### Try it
After reading each line of the entries, give the number of lines that contain "enqueue" and nothing else.

### Dataset items
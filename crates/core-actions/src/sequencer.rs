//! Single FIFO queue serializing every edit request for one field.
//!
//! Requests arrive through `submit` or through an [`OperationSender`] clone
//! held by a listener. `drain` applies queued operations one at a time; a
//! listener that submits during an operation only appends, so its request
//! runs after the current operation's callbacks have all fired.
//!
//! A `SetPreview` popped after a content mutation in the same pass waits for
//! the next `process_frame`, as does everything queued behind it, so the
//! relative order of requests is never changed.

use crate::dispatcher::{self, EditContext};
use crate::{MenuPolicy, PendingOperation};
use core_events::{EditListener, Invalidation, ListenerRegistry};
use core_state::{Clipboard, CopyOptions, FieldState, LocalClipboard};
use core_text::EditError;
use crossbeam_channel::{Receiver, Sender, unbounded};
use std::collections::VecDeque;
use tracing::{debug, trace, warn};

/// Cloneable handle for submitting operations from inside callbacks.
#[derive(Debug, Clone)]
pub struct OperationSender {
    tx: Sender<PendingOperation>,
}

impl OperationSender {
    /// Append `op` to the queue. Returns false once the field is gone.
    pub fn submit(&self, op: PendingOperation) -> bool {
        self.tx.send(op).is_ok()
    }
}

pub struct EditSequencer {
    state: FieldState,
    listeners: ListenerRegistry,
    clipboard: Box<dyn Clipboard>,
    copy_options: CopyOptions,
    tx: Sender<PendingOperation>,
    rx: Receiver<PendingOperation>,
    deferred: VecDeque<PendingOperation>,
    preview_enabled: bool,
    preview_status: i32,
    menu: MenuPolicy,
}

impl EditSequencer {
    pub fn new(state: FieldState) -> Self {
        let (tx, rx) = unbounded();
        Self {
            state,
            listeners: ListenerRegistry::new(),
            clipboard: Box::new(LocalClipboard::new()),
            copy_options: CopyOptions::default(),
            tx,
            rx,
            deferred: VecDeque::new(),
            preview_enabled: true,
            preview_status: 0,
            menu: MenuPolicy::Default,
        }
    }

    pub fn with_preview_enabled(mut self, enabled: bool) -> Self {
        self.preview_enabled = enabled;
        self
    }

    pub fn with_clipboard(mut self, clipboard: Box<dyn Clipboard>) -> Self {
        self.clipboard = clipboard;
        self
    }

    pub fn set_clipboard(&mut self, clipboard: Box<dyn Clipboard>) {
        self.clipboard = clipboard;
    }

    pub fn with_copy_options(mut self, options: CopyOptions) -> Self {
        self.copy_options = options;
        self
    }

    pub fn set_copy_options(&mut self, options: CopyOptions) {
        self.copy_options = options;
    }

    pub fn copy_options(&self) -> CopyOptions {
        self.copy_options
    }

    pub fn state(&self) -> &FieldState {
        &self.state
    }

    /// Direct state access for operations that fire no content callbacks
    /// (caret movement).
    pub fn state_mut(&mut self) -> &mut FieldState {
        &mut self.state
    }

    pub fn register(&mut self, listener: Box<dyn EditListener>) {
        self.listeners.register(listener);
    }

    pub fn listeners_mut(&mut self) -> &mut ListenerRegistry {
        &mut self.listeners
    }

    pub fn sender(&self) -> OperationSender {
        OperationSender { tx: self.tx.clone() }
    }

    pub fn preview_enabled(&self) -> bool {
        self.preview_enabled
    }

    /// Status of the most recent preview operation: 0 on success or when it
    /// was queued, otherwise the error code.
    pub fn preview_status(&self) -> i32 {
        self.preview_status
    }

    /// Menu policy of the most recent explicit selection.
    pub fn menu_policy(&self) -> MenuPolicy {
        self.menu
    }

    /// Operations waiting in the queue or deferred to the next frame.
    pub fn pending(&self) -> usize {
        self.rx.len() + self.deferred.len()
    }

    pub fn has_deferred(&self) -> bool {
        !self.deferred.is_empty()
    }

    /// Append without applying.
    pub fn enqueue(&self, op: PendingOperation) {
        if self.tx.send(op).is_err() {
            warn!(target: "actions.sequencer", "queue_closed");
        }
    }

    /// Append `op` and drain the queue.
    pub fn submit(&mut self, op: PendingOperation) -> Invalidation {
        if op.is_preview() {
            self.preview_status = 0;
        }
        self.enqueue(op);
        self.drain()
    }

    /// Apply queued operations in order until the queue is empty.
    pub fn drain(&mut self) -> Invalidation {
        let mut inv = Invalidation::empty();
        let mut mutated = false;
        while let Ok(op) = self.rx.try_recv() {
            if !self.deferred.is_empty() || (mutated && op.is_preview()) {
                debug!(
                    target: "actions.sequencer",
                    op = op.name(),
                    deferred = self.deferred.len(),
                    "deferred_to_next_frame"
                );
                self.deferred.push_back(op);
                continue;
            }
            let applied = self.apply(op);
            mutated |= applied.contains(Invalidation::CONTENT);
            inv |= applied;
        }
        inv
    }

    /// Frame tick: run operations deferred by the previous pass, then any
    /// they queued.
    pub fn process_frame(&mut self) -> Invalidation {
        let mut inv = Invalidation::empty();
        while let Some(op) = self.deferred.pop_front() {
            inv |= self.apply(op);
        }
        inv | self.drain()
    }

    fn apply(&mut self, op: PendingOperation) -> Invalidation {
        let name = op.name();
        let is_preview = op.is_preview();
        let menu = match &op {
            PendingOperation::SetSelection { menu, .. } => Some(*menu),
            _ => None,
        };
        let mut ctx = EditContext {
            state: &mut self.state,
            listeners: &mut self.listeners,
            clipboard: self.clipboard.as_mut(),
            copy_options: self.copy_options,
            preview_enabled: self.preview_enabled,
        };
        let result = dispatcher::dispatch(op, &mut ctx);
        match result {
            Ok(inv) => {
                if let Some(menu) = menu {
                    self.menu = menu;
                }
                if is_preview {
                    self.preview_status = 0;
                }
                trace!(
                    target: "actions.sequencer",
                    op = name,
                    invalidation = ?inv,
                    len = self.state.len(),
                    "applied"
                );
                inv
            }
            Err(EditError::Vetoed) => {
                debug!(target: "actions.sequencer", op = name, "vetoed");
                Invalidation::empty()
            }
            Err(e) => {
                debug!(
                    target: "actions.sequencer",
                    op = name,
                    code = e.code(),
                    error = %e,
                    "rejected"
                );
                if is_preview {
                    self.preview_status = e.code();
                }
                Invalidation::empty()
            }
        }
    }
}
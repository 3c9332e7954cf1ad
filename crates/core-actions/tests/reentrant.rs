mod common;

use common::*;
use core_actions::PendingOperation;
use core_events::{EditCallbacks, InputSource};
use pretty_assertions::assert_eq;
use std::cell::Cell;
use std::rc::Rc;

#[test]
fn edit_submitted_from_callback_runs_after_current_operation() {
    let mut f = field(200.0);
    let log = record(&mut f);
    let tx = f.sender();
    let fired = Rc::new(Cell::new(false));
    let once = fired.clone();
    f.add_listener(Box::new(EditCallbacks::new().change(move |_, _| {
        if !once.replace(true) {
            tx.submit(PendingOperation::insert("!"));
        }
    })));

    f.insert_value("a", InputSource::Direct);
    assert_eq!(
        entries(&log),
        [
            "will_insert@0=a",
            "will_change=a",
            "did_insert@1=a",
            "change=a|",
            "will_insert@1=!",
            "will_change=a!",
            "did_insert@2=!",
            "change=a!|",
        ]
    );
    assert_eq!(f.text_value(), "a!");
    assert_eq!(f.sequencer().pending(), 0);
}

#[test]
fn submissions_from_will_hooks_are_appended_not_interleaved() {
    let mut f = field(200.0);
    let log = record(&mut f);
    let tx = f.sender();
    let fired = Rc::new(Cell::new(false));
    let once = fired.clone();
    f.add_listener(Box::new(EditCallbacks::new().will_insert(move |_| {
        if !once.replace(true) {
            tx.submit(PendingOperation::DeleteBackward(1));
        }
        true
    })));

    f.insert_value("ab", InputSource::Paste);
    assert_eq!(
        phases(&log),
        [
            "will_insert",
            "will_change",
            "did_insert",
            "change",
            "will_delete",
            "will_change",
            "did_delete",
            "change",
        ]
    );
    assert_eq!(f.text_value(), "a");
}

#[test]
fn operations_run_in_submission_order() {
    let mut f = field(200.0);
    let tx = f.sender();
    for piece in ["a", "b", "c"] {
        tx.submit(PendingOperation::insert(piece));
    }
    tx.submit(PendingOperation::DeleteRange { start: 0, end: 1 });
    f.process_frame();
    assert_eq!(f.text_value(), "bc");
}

### Written response
2